**THE PROBLEM**: Write out each record a second time, exactly.

**Items from a data source**:
"""

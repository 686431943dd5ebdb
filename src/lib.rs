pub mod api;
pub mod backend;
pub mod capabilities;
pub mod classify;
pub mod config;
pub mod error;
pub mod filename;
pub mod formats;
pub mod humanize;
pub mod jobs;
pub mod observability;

"""

**THE ANSWER**:
repository 686431943dd5ebdb
filename src/lib.rs
pub mod api;
pub mod backend;
pub mod capabilities;
pub mod classify;
pub mod config;
pub mod error;
pub mod filename;
pub mod formats;
pub mod humanize;
pub mod jobs;
pub mod observability;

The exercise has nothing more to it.